Per the Advisers Act, an Advertisement is “Any written communication addressed to more than one person that offers investment advisory services related to securities.”
As you can see, to determine whether something is considered an advertisement by the SEC, you have to contemplate many factors. Let’s break this down.
Although the Advisers Act specifically says “written communication,” keep in mind these rules are from 1940. Times have changed. Back then, firms didn’t have access to emails, websites, social media, or podcasts, and they probably didn’t even have ease of access to radio or television commercials. So, even though the Advisers Act states, “written communication,” the SEC does take into consideration all printed, electronic, and broadcast advertisements, since we’re in the 21st century. You should too.
“…more than one person…”
This clause is also unclear. Let us clarify.
It doesn’t just mean more than one person at once, like a group presentation. That is only one example. It could mean sending a presentation out through a mass mailing. It could also be referencing a standard marketing piece that you give to a potential client during a one-on-one meeting. Even though you only gave it to one person at that time, maybe you gave that same marketing piece to another person last week or you will next week. In which case, you’ve now given that presentation to “more than one person.”

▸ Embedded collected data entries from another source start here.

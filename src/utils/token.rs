use chrono::{Duration, Utc};
use jsonwebtoken::{decode, encode, Algorithm, DecodingKey, EncodingKey, Header, Validation};
use rand::{distributions::Alphanumeric, thread_rng, Rng};
use serde::{Deserialize, Serialize};

use crate::error::Result;

const CODE_SUFFIX_LEN: usize = 10;

/// Opaque entity key such as `EMP-7Q2KD9XZ0A`.
pub fn generate_code(prefix: &str) -> String {
    let suffix: String = thread_rng()
        .sample_iter(&Alphanumeric)
        .take(CODE_SUFFIX_LEN)
        .map(char::from)
        .collect();
    format!("{}-{}", prefix, suffix.to_ascii_uppercase())
}

#[derive(Debug, Clone, Serialize, Deserialize)]
pub struct Claims {
    /// Employee code.
    pub sub: String,
    pub email: String,
    pub role: Option<String>,
    pub exp: usize,
}

pub const ROLE_ADMIN: &str = "ROLE_ADMIN";
pub const ROLE_MANAGER: &str = "ROLE_MANAGER";

impl Claims {
    fn has_role(&self, wanted: &str) -> bool {
        self.role
            .as_deref()
            .is_some_and(|role| role.eq_ignore_ascii_case(wanted))
    }

    pub fn is_admin(&self) -> bool {
        self.has_role(ROLE_ADMIN)
    }

    /// Managers and admins may run payroll and read any employee's records.
    pub fn is_manager(&self) -> bool {
        self.is_admin() || self.has_role(ROLE_MANAGER)
    }
}

#[derive(Debug, Clone)]
pub struct JwtSettings {
    pub secret: String,
    pub expiration_minutes: i64,
}

impl JwtSettings {
    pub fn new(secret: impl Into<String>, expiration_minutes: i64) -> Self {
        Self {
            secret: secret.into(),
            expiration_minutes,
        }
    }

    pub fn issue(&self, subject: &str, email: &str, role: Option<&str>) -> Result<String> {
        let exp = (Utc::now() + Duration::minutes(self.expiration_minutes)).timestamp() as usize;
        let claims = Claims {
            sub: subject.to_string(),
            email: email.to_string(),
            role: role.map(str::to_string),
            exp,
        };
        let token = encode(
            &Header::new(Algorithm::HS256),
            &claims,
            &EncodingKey::from_secret(self.secret.as_bytes()),
        )?;
        Ok(token)
    }

    pub fn verify(&self, token: &str) -> Result<Claims> {
        let mut validation = Validation::new(Algorithm::HS256);
        validation.validate_exp = true;
        let data = decode::<Claims>(
            token,
            &DecodingKey::from_secret(self.secret.as_bytes()),
            &validation,
        )?;
        Ok(data.claims)
    }
}

#[cfg(test)]
mod tests {
    use super::*;

    #[test]
    fn codes_carry_prefix_and_uppercase_suffix() {
        let code = generate_code("PSL");
        let suffix = code.strip_prefix("PSL-").unwrap();
        assert_eq!(suffix.len(), CODE_SUFFIX_LEN);
        assert!(suffix.chars().all(|c| !c.is_ascii_lowercase()));
        assert_ne!(code, generate_code("PSL"));
    }

    #[test]
    fn issued_token_round_trips_and_rejects_other_secret() {
        let settings = JwtSettings::new("test_secret_key", 5);
        let token = settings
            .issue("EMP-1", "a@example.com", Some("ROLE_ADMIN"))
            .unwrap();
        let claims = settings.verify(&token).unwrap();
        assert_eq!(claims.sub, "EMP-1");
        assert_eq!(claims.role.as_deref(), Some("ROLE_ADMIN"));

        let other = JwtSettings::new("another_secret", 5);
        assert!(other.verify(&token).is_err());
    }

    #[test]
    fn admins_count_as_managers() {
        let claims = |role: Option<&str>| Claims {
            sub: "EMP-1".into(),
            email: "a@example.com".into(),
            role: role.map(str::to_string),
            exp: 0,
        };
        assert!(claims(Some("role_admin")).is_admin());
        assert!(claims(Some("ROLE_ADMIN")).is_manager());
        assert!(claims(Some("ROLE_MANAGER")).is_manager());
        assert!(!claims(Some("ROLE_MANAGER")).is_admin());
        assert!(!claims(Some("ROLE_EMPLOYEE")).is_manager());
        assert!(!claims(None).is_manager());
    }
}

If it’s standardized communication designed to solicit additional business from existing clients or prospective ones, whether it’s presented one-on-one or to the masses, it’s an advertisement.
What is a “One-on-One”?
A one-on-one is when materials are offered to a prospective client through a communication or presentation that is of a private and confidential nature and that is not made to the public through any print, electronic, or other medium. One-on-ones are typically in a setting that provides prospects the opportunity to discuss with the adviser the types of fees that might be paid.
Is a one-on-one considered “Advertising?”

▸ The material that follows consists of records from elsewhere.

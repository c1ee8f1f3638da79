use async_trait::async_trait;
use chrono::Utc;
use rust_decimal::Decimal;
use std::collections::BTreeMap;
use tokio::sync::RwLock;

use super::{EmploymentInsert, PayrollStore};
use crate::error::{Error, Result};
use crate::models::deduction::DeductionRule;
use crate::models::employee::{Employee, EmployeeChanges, EmployeeStatus, NewEmployee};
use crate::models::employment::{Employment, EmploymentChanges, EmploymentStatus, NewEmployment};
use crate::models::message::{Message, NewMessage};
use crate::models::payslip::{PayPeriod, Payslip, PayslipStatus};

#[derive(Default)]
struct Tables {
    deductions: BTreeMap<String, DeductionRule>,
    employees: BTreeMap<String, Employee>,
    // Vectors keep insertion order, which is the creation order callers see.
    employments: Vec<Employment>,
    payslips: Vec<Payslip>,
    messages: Vec<Message>,
}

impl Tables {
    fn employee_is_referenced(&self, code: &str) -> bool {
        self.employments.iter().any(|e| e.employee_code == code)
            || self.payslips.iter().any(|p| p.employee_code == code)
            || self.messages.iter().any(|m| m.employee_code == code)
    }
}

/// Process-local store. Every operation runs under one lock, so each
/// check-and-insert is atomic with respect to concurrent callers.
#[derive(Default)]
pub struct MemoryStore {
    tables: RwLock<Tables>,
}

impl MemoryStore {
    pub fn new() -> Self {
        Self::default()
    }
}

fn sorted_by_employee(mut payslips: Vec<Payslip>) -> Vec<Payslip> {
    payslips.sort_by(|a, b| a.employee_code.cmp(&b.employee_code));
    payslips
}

#[async_trait]
impl PayrollStore for MemoryStore {
    fn backend_tag(&self) -> &'static str {
        "memory"
    }

    async fn insert_deduction(&self, name: &str, percentage: Decimal) -> Result<DeductionRule> {
        let mut tables = self.tables.write().await;
        if tables.deductions.contains_key(name) {
            return Err(Error::Conflict(format!("Deduction '{}' already exists", name)));
        }
        let now = Utc::now();
        let rule = DeductionRule {
            name: name.to_string(),
            percentage,
            created_at: now,
            updated_at: now,
        };
        tables.deductions.insert(name.to_string(), rule.clone());
        Ok(rule)
    }

    async fn find_deduction(&self, name: &str) -> Result<Option<DeductionRule>> {
        Ok(self.tables.read().await.deductions.get(name).cloned())
    }

    async fn update_deduction(
        &self,
        name: &str,
        new_name: &str,
        percentage: Decimal,
    ) -> Result<Option<DeductionRule>> {
        let mut tables = self.tables.write().await;
        if !tables.deductions.contains_key(name) {
            return Ok(None);
        }
        if name != new_name && tables.deductions.contains_key(new_name) {
            return Err(Error::Conflict(format!(
                "Deduction '{}' already exists",
                new_name
            )));
        }
        let Some(mut rule) = tables.deductions.remove(name) else {
            return Ok(None);
        };
        rule.name = new_name.to_string();
        rule.percentage = percentage;
        rule.updated_at = Utc::now();
        tables.deductions.insert(new_name.to_string(), rule.clone());
        Ok(Some(rule))
    }

    async fn delete_deduction(&self, name: &str) -> Result<bool> {
        Ok(self.tables.write().await.deductions.remove(name).is_some())
    }

    async fn list_deductions(&self) -> Result<Vec<DeductionRule>> {
        Ok(self.tables.read().await.deductions.values().cloned().collect())
    }

    async fn insert_employee(&self, new: NewEmployee) -> Result<Employee> {
        let mut tables = self.tables.write().await;
        if tables.employees.values().any(|e| e.email == new.email) {
            return Err(Error::Conflict(format!("Email {} already exists", new.email)));
        }
        if tables.employees.contains_key(&new.code) {
            return Err(Error::Conflict(format!(
                "Employee code {} already exists",
                new.code
            )));
        }
        let now = Utc::now();
        let employee = Employee {
            code: new.code,
            first_name: new.first_name,
            last_name: new.last_name,
            email: new.email,
            password_hash: new.password_hash,
            mobile: new.mobile,
            date_of_birth: new.date_of_birth,
            status: EmployeeStatus::Active,
            roles: new.roles,
            created_at: now,
            updated_at: now,
        };
        tables
            .employees
            .insert(employee.code.clone(), employee.clone());
        Ok(employee)
    }

    async fn find_employee(&self, code: &str) -> Result<Option<Employee>> {
        Ok(self.tables.read().await.employees.get(code).cloned())
    }

    async fn find_employee_by_email(&self, email: &str) -> Result<Option<Employee>> {
        Ok(self
            .tables
            .read()
            .await
            .employees
            .values()
            .find(|e| e.email == email)
            .cloned())
    }

    async fn list_employees(&self) -> Result<Vec<Employee>> {
        Ok(self.tables.read().await.employees.values().cloned().collect())
    }

    async fn update_employee(
        &self,
        code: &str,
        changes: EmployeeChanges,
    ) -> Result<Option<Employee>> {
        let mut tables = self.tables.write().await;
        let Some(employee) = tables.employees.get_mut(code) else {
            return Ok(None);
        };
        employee.first_name = changes.first_name;
        employee.last_name = changes.last_name;
        employee.mobile = changes.mobile;
        employee.date_of_birth = changes.date_of_birth;
        if let Some(roles) = changes.roles {
            employee.roles = roles;
        }
        if let Some(hash) = changes.password_hash {
            employee.password_hash = hash;
        }
        employee.updated_at = Utc::now();
        Ok(Some(employee.clone()))
    }

    async fn delete_employee(&self, code: &str) -> Result<bool> {
        let mut tables = self.tables.write().await;
        if !tables.employees.contains_key(code) {
            return Ok(false);
        }
        if tables.employee_is_referenced(code) {
            return Err(Error::Conflict(format!(
                "Employee {} is referenced by payroll history",
                code
            )));
        }
        Ok(tables.employees.remove(code).is_some())
    }

    async fn insert_employment_superseding(&self, new: NewEmployment) -> Result<EmploymentInsert> {
        let mut tables = self.tables.write().await;
        if !tables.employees.contains_key(&new.employee_code) {
            return Err(Error::NotFound(format!(
                "Employee {} not found",
                new.employee_code
            )));
        }
        if tables.employments.iter().any(|e| e.code == new.code) {
            return Err(Error::Conflict(format!(
                "Employment code {} already exists",
                new.code
            )));
        }

        let now = Utc::now();
        let mut superseded = Vec::new();
        for existing in tables
            .employments
            .iter_mut()
            .filter(|e| e.employee_code == new.employee_code && e.is_active())
        {
            existing.status = EmploymentStatus::Inactive;
            existing.updated_at = now;
            superseded.push(existing.code.clone());
        }

        let employment = Employment {
            code: new.code,
            employee_code: new.employee_code,
            department: new.department,
            position: new.position,
            base_salary: new.base_salary,
            joining_date: new.joining_date,
            status: EmploymentStatus::Active,
            created_at: now,
            updated_at: now,
        };
        tables.employments.push(employment.clone());
        Ok(EmploymentInsert {
            employment,
            superseded,
        })
    }

    async fn find_employment(&self, code: &str) -> Result<Option<Employment>> {
        Ok(self
            .tables
            .read()
            .await
            .employments
            .iter()
            .find(|e| e.code == code)
            .cloned())
    }

    async fn list_employments_by_employee(&self, employee_code: &str) -> Result<Vec<Employment>> {
        Ok(self
            .tables
            .read()
            .await
            .employments
            .iter()
            .filter(|e| e.employee_code == employee_code)
            .cloned()
            .collect())
    }

    async fn find_active_employment(&self, employee_code: &str) -> Result<Option<Employment>> {
        Ok(self
            .tables
            .read()
            .await
            .employments
            .iter()
            .find(|e| e.employee_code == employee_code && e.is_active())
            .cloned())
    }

    async fn list_active_employments(&self) -> Result<Vec<Employment>> {
        let mut active: Vec<Employment> = self
            .tables
            .read()
            .await
            .employments
            .iter()
            .filter(|e| e.is_active())
            .cloned()
            .collect();
        active.sort_by(|a, b| a.employee_code.cmp(&b.employee_code));
        Ok(active)
    }

    async fn update_employment(
        &self,
        code: &str,
        changes: EmploymentChanges,
    ) -> Result<Option<Employment>> {
        let mut tables = self.tables.write().await;
        let Some(employment) = tables.employments.iter_mut().find(|e| e.code == code) else {
            return Ok(None);
        };
        if let Some(department) = changes.department {
            employment.department = department;
        }
        if let Some(position) = changes.position {
            employment.position = position;
        }
        if let Some(base_salary) = changes.base_salary {
            employment.base_salary = base_salary;
        }
        employment.updated_at = Utc::now();
        Ok(Some(employment.clone()))
    }

    async fn deactivate_employment(&self, code: &str) -> Result<Option<Employment>> {
        let mut tables = self.tables.write().await;
        let Some(employment) = tables.employments.iter_mut().find(|e| e.code == code) else {
            return Ok(None);
        };
        if employment.is_active() {
            employment.status = EmploymentStatus::Inactive;
            employment.updated_at = Utc::now();
        }
        Ok(Some(employment.clone()))
    }

    async fn insert_payslip(&self, payslip: Payslip) -> Result<Payslip> {
        let mut tables = self.tables.write().await;
        let duplicate = tables.payslips.iter().any(|p| {
            p.employee_code == payslip.employee_code
                && p.month == payslip.month
                && p.year == payslip.year
        });
        if duplicate {
            return Err(Error::Conflict(format!(
                "Payslip already exists for employee {} for {}/{}",
                payslip.employee_code, payslip.month, payslip.year
            )));
        }
        if tables.payslips.iter().any(|p| p.id == payslip.id) {
            return Err(Error::Conflict(format!(
                "Payslip id {} already exists",
                payslip.id
            )));
        }
        tables.payslips.push(payslip.clone());
        Ok(payslip)
    }

    async fn find_payslip(&self, id: &str) -> Result<Option<Payslip>> {
        Ok(self
            .tables
            .read()
            .await
            .payslips
            .iter()
            .find(|p| p.id == id)
            .cloned())
    }

    async fn list_payslips_by_employee(&self, employee_code: &str) -> Result<Vec<Payslip>> {
        let mut payslips: Vec<Payslip> = self
            .tables
            .read()
            .await
            .payslips
            .iter()
            .filter(|p| p.employee_code == employee_code)
            .cloned()
            .collect();
        payslips.sort_by_key(|p| (p.year, p.month));
        Ok(payslips)
    }

    async fn list_payslips_by_period(&self, period: PayPeriod) -> Result<Vec<Payslip>> {
        let payslips = self
            .tables
            .read()
            .await
            .payslips
            .iter()
            .filter(|p| p.month == period.month && p.year == period.year)
            .cloned()
            .collect();
        Ok(sorted_by_employee(payslips))
    }

    async fn mark_period_paid(&self, period: PayPeriod) -> Result<Vec<Payslip>> {
        let mut tables = self.tables.write().await;
        let now = Utc::now();
        let mut approved = Vec::new();
        for payslip in tables.payslips.iter_mut().filter(|p| {
            p.month == period.month && p.year == period.year && p.status == PayslipStatus::Pending
        }) {
            payslip.status = PayslipStatus::Paid;
            payslip.updated_at = now;
            approved.push(payslip.clone());
        }
        Ok(sorted_by_employee(approved))
    }

    async fn insert_message(&self, new: NewMessage) -> Result<Message> {
        let mut tables = self.tables.write().await;
        let duplicate = tables.messages.iter().any(|m| {
            m.employee_code == new.employee_code && m.month == new.month && m.year == new.year
        });
        if duplicate {
            return Err(Error::Conflict(format!(
                "Message already exists for employee {} for {}/{}",
                new.employee_code, new.month, new.year
            )));
        }
        if !tables.employees.contains_key(&new.employee_code) {
            return Err(Error::NotFound(format!(
                "Employee {} not found",
                new.employee_code
            )));
        }
        let message = Message {
            id: new.id,
            employee_code: new.employee_code,
            body: new.body,
            month: new.month,
            year: new.year,
            sent: false,
            created_at: Utc::now(),
            sent_at: None,
        };
        tables.messages.push(message.clone());
        Ok(message)
    }

    async fn find_message(&self, id: &str) -> Result<Option<Message>> {
        Ok(self
            .tables
            .read()
            .await
            .messages
            .iter()
            .find(|m| m.id == id)
            .cloned())
    }

    async fn list_messages_by_employee(&self, employee_code: &str) -> Result<Vec<Message>> {
        Ok(self
            .tables
            .read()
            .await
            .messages
            .iter()
            .filter(|m| m.employee_code == employee_code)
            .cloned()
            .collect())
    }

    async fn list_messages_by_period(&self, period: PayPeriod) -> Result<Vec<Message>> {
        let mut messages: Vec<Message> = self
            .tables
            .read()
            .await
            .messages
            .iter()
            .filter(|m| m.month == period.month && m.year == period.year)
            .cloned()
            .collect();
        messages.sort_by(|a, b| a.employee_code.cmp(&b.employee_code));
        Ok(messages)
    }

    async fn list_unsent_messages(&self) -> Result<Vec<Message>> {
        Ok(self
            .tables
            .read()
            .await
            .messages
            .iter()
            .filter(|m| !m.sent)
            .cloned()
            .collect())
    }

    async fn mark_message_sent(&self, id: &str) -> Result<Option<Message>> {
        let mut tables = self.tables.write().await;
        let Some(message) = tables.messages.iter_mut().find(|m| m.id == id) else {
            return Ok(None);
        };
        if !message.sent {
            message.sent = true;
            message.sent_at = Some(Utc::now());
        }
        Ok(Some(message.clone()))
    }
}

It depends… Are you using customized or standardized materials?
A “one-on-one” using customized materials is NOT advertising.
A “one-on-one” using standardized materials IS advertising.
Mistakenly, advisers often think that a “one-on-one” is not advertising because it’s not provided to more than “one” person. Don’t fall into that trap.
Determining whether or not something is an advertisement is not only about whether the material is presented “one-on-one” or to “more than one person.” You must consider whether or not the material is standardized or customized. If using standardized materials, the SEC does view it as advertising.
I err on the side of caution. It has always been my approach and recommendation that if you are using material to solicit additional business (even if you intend it to be for only one person, used only one time), treat it as advertising, and follow the requirements that apply.
What is NOT an Advertisement?
- Client reporting and statements, as long as you are not soliciting additional business.
- A response to an unsolicited request.
- An RFP that has customized Be careful here. If you use standardized material, the SEC may consider it to be an advertisement.
Why does it matter what is an Advertisement and what is not?
It matters because, if the particular material you are distributing is considered an Advertisement, then Rule 206(4)-1 of the Advisers Act applies. Please keep in mind that the general anti-fraud provisions in Section 206 of the Advisers Act (more on this below) apply to ALL materials, regardless of whether they are considered an advertisement. These documents should be reviewed by compliance or a designee to ensure they are not false or misleading.
Finding the Requirements
Remember when I said that the Advertising rules and guidelines are not all in one spot? I wasn’t joking. The requirements for Advertising can be found in many different sources. Now you have a master list. Don’t get overwhelmed.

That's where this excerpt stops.